List View-History Lessons (877 words)
By Steve Bogner
Two sayings keep coming to my mind: "The more things change, the more they stay the same," and "History repeats itself." When looking at the past 26 years that I've been in the list services industry, it seems as if the same concerns keep resurfacing.
Postal rates. When I began my career at Walter Karl Inc., the industry was bracing itself for a postal increase. Sound familiar? Back then, the cost of mailing 1,000 Third-class pieces was about to increase to $39/M. The industry has made it through several postal increases and will survive the most recent one, as well.
Privacy issues are another concern. In the 1970s, The Direct Marketing Association (DMA) advocated self-regulation by starting its Mail Preference Service (MPS). The DMA promoted it by regularly placing ads in major consumer publications offering the name-removal service. There also was a small box in the corner of the ad that gave readers the chance to add their names to mailing lists for areas that interested them. As a result, while many people asked to have their names suppressed, many more requested to be added to certain lists.
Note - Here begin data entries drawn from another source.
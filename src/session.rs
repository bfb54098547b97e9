//! Recording session state machine
//!
//! Gates trigger and release signals on their way to the [`Timeline`], follows
//! the player's play/pause state and runs an optional countdown measured in
//! position-clock time since the session anchor.
//!
//! States: `Idle -> Waiting -> Recording <-> Paused -> Idle | Completed`.
//!
//! Play/pause requests issued by the session leave a token; the player
//! notification that answers such a request consumes the token and is ignored,
//! so the session never reacts to its own commands.

use crate::clock::{
    effective_frame_duration, ClockSource, PositionSource, SystemClock, DEFAULT_FRAME_DURATION_MS,
};
use crate::error::TimelineError;
use crate::notify::{DomainEvent, EventBus, TimelineObserver};
use crate::timeline::{RewindGuard, RewindOutcome, RewindReport, Timeline, DEFAULT_REWIND_EPSILON_MS};
use crate::types::{ms_to_secs, EventIndex, TriggerId};
use log::{debug, info, warn};
use serde::{Deserialize, Serialize};
use std::fmt;
use uuid::Uuid;

/// Recording session states
#[derive(Debug, Clone, Copy, PartialEq, Eq, Serialize, Deserialize)]
#[serde(rename_all = "snake_case")]
pub enum SessionState {
    Idle,
    /// Start requested; recording begins on the first trigger or release
    Waiting,
    Recording,
    Paused,
    /// The countdown ran out
    Completed,
}
//! Analysis orchestration
//!
//! Turns completed timelines, annotation files or pre-aggregated summaries
//! into per-source statistics. Raw events take precedence; summary-only
//! inputs get best-effort metrics and no interval breakdown.

use crate::action_map::DEFAULT_MAPPINGS;
use crate::analysis::config::MetricsConfig;
use crate::analysis::intervals::{IntervalSlicer, IntervalSnapshot, MetricValue};
use crate::analysis::stats::{combined_duration, label_totals, latency_secs};
use crate::error::TimelineError;
use crate::format::annotation::{read_annotation_file, AnnotationFile};
use crate::timeline::Timeline;
use crate::types::{is_statistic_label, BehaviorEvent, LabelSummary};
use log::{info, warn};
use serde::Serialize;
use std::collections::{BTreeMap, BTreeSet};
use std::path::Path;

/// Test duration assumed when a source carries none
pub const DEFAULT_TEST_DURATION_SECS: f64 = 300.0;

/// Labels always tracked, in report order
pub fn default_behaviors() -> Vec<String> {
    DEFAULT_MAPPINGS
        .iter()
        .map(|(_, label)| label.to_string())
        .collect()
}

/// One source to analyze
#[derive(Debug, Clone, Default)]
pub struct AnalysisInput {
    pub source: String,
    pub events: Option<Vec<BehaviorEvent>>,
    pub summary: Option<BTreeMap<String, LabelSummary>>,
    pub test_duration_secs: Option<f64>,
}

impl AnalysisInput {
    pub fn from_timeline(source: impl Into<String>, timeline: &Timeline) -> Self {
        Self {
            source: source.into(),
            events: Some(timeline.snapshot()),
            summary: None,
            test_duration_secs: timeline.test_duration_secs(),
        }
    }

    pub fn from_annotation(source: impl Into<String>, file: AnnotationFile) -> Self {
        Self {
            source: source.into(),
            events: file.events,
            summary: file.summary,
            test_duration_secs: file.test_duration_secs,
        }
    }

    /// Raw events, unless the list is empty and a summary can stand in
    fn raw_events(&self) -> Option<&[BehaviorEvent]> {
        match (&self.events, &self.summary) {
            (Some(events), Some(_)) if events.is_empty() => None,
            (Some(events), _) => Some(events.as_slice()),
            (None, _) => None,
        }
    }

    fn labels_present(&self) -> BTreeSet<String> {
        let mut labels: BTreeSet<String> = BTreeSet::new();
        if let Some(events) = &self.events {
            labels.extend(events.iter().map(|e| e.label.clone()));
        }
        if let Some(summary) = &self.summary {
            labels.extend(summary.keys().cloned());
        }
        labels.retain(|label| is_statistic_label(label));
        labels
    }
}

/// Statistics for one source
#[derive(Debug, Clone, PartialEq, Serialize)]
pub struct AnalysisResult {
    pub source: String,
    pub test_duration_secs: f64,
    pub labels: BTreeMap<String, LabelSummary>,
    pub latencies: Vec<MetricValue>,
    pub total_times: Vec<MetricValue>,
    #[serde(skip_serializing_if = "Option::is_none")]
    pub intervals: Option<Vec<IntervalSnapshot>>,
    #[serde(skip_serializing_if = "Vec::is_empty")]
    pub warnings: Vec<String>,
}

impl AnalysisResult {
    /// Totals for a label, zero when absent
    pub fn label(&self, name: &str) -> LabelSummary {
        self.labels.get(name).copied().unwrap_or_default()
    }

    /// Value of a latency or total-time metric
    pub fn metric(&self, name: &str) -> Option<f64> {
        self.latencies
            .iter()
            .chain(&self.total_times)
            .find(|m| m.name == name)
            .map(|m| m.value_secs)
    }
}

/// Results for a batch of sources
#[derive(Debug, Clone, Serialize)]
pub struct AnalysisReport {
    pub tracked_labels: Vec<String>,
    /// Enabled latency metric names, in column order
    pub latency_metrics: Vec<String>,
    /// Enabled total-time metric names, in column order
    pub total_time_metrics: Vec<String>,
    #[serde(skip_serializing_if = "Option::is_none")]
    pub interval_secs: Option<f64>,
    pub results: Vec<AnalysisResult>,
    #[serde(skip_serializing_if = "Vec::is_empty")]
    pub skipped_sources: Vec<String>,
}

/// Batch analyzer configured with metrics and optional interval slicing
#[derive(Debug, Clone)]
pub struct Analyzer {
    config: MetricsConfig,
    slicer: Option<IntervalSlicer>,
    default_test_duration_secs: f64,
    tracked_labels: Option<Vec<String>>,
}

impl Default for Analyzer {
    fn default() -> Self {
        Self::new(MetricsConfig::default())
    }
}

impl Analyzer {
    pub fn new(config: MetricsConfig) -> Self {
        Self {
            config,
            slicer: None,
            default_test_duration_secs: DEFAULT_TEST_DURATION_SECS,
            tracked_labels: None,
        }
    }

    /// Enable interval slicing with windows of `width_secs` (at least 1s)
    pub fn with_interval(mut self, width_secs: f64) -> Result<Self, TimelineError> {
        self.slicer = Some(IntervalSlicer::new(width_secs)?);
        Ok(self)
    }

    pub fn with_default_test_duration(mut self, secs: f64) -> Self {
        self.default_test_duration_secs = secs;
        self
    }

    /// Report exactly these labels instead of defaults plus discovered ones
    pub fn with_tracked_labels(mut self, labels: Vec<String>) -> Self {
        self.tracked_labels = Some(labels);
        self
    }

    pub fn config(&self) -> &MetricsConfig {
        &self.config
    }

    pub fn interval_secs(&self) -> Option<f64> {
        self.slicer.map(|s| s.width_secs())
    }

    /// Labels reported for a batch: default behaviors, then others sorted
    pub fn tracked_labels_for(&self, inputs: &[AnalysisInput]) -> Vec<String> {
        if let Some(labels) = &self.tracked_labels {
            return labels.clone();
        }
        let mut labels = default_behaviors();
        let discovered: BTreeSet<String> = inputs
            .iter()
            .flat_map(AnalysisInput::labels_present)
            .filter(|label| !labels.contains(label))
            .collect();
        if !discovered.is_empty() {
            info!("Tracking {} additional behaviors: {:?}", discovered.len(), discovered);
        }
        labels.extend(discovered);
        labels
    }

    /// Analyze a single source
    pub fn analyze(&self, input: &AnalysisInput) -> AnalysisResult {
        let labels = self.tracked_labels_for(std::slice::from_ref(input));
        self.analyze_with_labels(input, &labels)
    }

    /// Analyze a batch with a shared label list
    pub fn analyze_all(&self, inputs: &[AnalysisInput]) -> AnalysisReport {
        let tracked_labels = self.tracked_labels_for(inputs);
        let results = inputs
            .iter()
            .map(|input| self.analyze_with_labels(input, &tracked_labels))
            .collect();
        AnalysisReport {
            tracked_labels,
            latency_metrics: self
                .config
                .enabled_latency_metrics()
                .map(|m| m.name.clone())
                .collect(),
            total_time_metrics: self
                .config
                .enabled_total_time_metrics()
                .map(|m| m.name.clone())
                .collect(),
            interval_secs: self.interval_secs(),
            results,
            skipped_sources: Vec::new(),
        }
    }

    fn analyze_with_labels(&self, input: &AnalysisInput, tracked: &[String]) -> AnalysisResult {
        let test_duration_secs = input
            .test_duration_secs
            .filter(|secs| secs.is_finite() && *secs >= 0.0)
            .unwrap_or(self.default_test_duration_secs);
        let mut warnings = Vec::new();

        let result = match input.raw_events() {
            Some(events) => {
                let labels = label_totals(events);
                if let Some(summary) = &input.summary {
                    check_consistency(&input.source, &labels, summary, &mut warnings);
                }
                let intervals = self.slicer.map(|slicer| {
                    slicer.slice(
                        events,
                        test_duration_secs,
                        tracked,
                        self.config.enabled_total_time_metrics(),
                    )
                });
                AnalysisResult {
                    source: input.source.clone(),
                    test_duration_secs,
                    latencies: self.latencies(events, test_duration_secs),
                    total_times: self.total_times(events),
                    labels,
                    intervals,
                    warnings,
                }
            }
            None => {
                let labels: BTreeMap<String, LabelSummary> = input
                    .summary
                    .iter()
                    .flatten()
                    .filter(|(label, _)| is_statistic_label(label))
                    .map(|(label, summary)| (label.clone(), *summary))
                    .collect();
                let intervals = self.slicer.map(|_| {
                    let message = format!(
                        "{}: interval analysis needs raw events; only a summary is available",
                        input.source
                    );
                    warn!("{}", message);
                    warnings.push(message);
                    Vec::new()
                });
                AnalysisResult {
                    source: input.source.clone(),
                    test_duration_secs,
                    latencies: self.summary_latencies(&labels, test_duration_secs),
                    total_times: self.summary_total_times(&labels),
                    labels,
                    intervals,
                    warnings,
                }
            }
        };

        info!(
            "Analyzed {}: {} behaviors, test duration {:.1}s",
            result.source,
            result.labels.len(),
            result.test_duration_secs
        );
        result
    }

    fn latencies(&self, events: &[BehaviorEvent], test_duration_secs: f64) -> Vec<MetricValue> {
        self.config
            .enabled_latency_metrics()
            .map(|metric| MetricValue {
                name: metric.name.clone(),
                value_secs: latency_secs(events, &metric.behavior, test_duration_secs),
            })
            .collect()
    }

    fn total_times(&self, events: &[BehaviorEvent]) -> Vec<MetricValue> {
        self.config
            .enabled_total_time_metrics()
            .map(|metric| MetricValue {
                name: metric.name.clone(),
                value_secs: combined_duration(events, &metric.behaviors),
            })
            .collect()
    }

    /// Without onsets a present behavior gets latency 0, an absent one the test duration
    fn summary_latencies(
        &self,
        labels: &BTreeMap<String, LabelSummary>,
        test_duration_secs: f64,
    ) -> Vec<MetricValue> {
        self.config
            .enabled_latency_metrics()
            .map(|metric| {
                let present = labels.get(&metric.behavior).is_some_and(|s| s.count > 0);
                MetricValue {
                    name: metric.name.clone(),
                    value_secs: if present { 0.0 } else { test_duration_secs },
                }
            })
            .collect()
    }

    /// Without intervals overlaps cannot be merged; durations are summed
    fn summary_total_times(&self, labels: &BTreeMap<String, LabelSummary>) -> Vec<MetricValue> {
        self.config
            .enabled_total_time_metrics()
            .map(|metric| MetricValue {
                name: metric.name.clone(),
                value_secs: metric
                    .behaviors
                    .iter()
                    .filter_map(|b| labels.get(b))
                    .map(|s| s.duration_secs)
                    .sum(),
            })
            .collect()
    }
}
Today, with the addition of the Internet and growth of e-mail marketing, consumers are more concerned than ever about privacy. I believe the DMA, and we as an industry, should tackle the privacy issue head-on like we did in the 1970s. Why not recreate those ad campaigns? This time, however, we could call attention to online and offline direct marketing and run ads in the fall/holiday season. Let's once again bring more customers to direct marketing by informing the public and promoting our industry in a positive light.
List price negotiation. Before basic merge purge was introduced, all lists were taken on Cheshire labels. If you rented 100,000 names, you paid for 100,000 names. The initial benefits of merge purge were realized through saved paper, printing and postage costs. Soon after, other benefits, in the form of price negotiation, were realized; brokers began negotiating for price reductions centered on various deductions and net names. This is when the term "computer verification" came into vogue.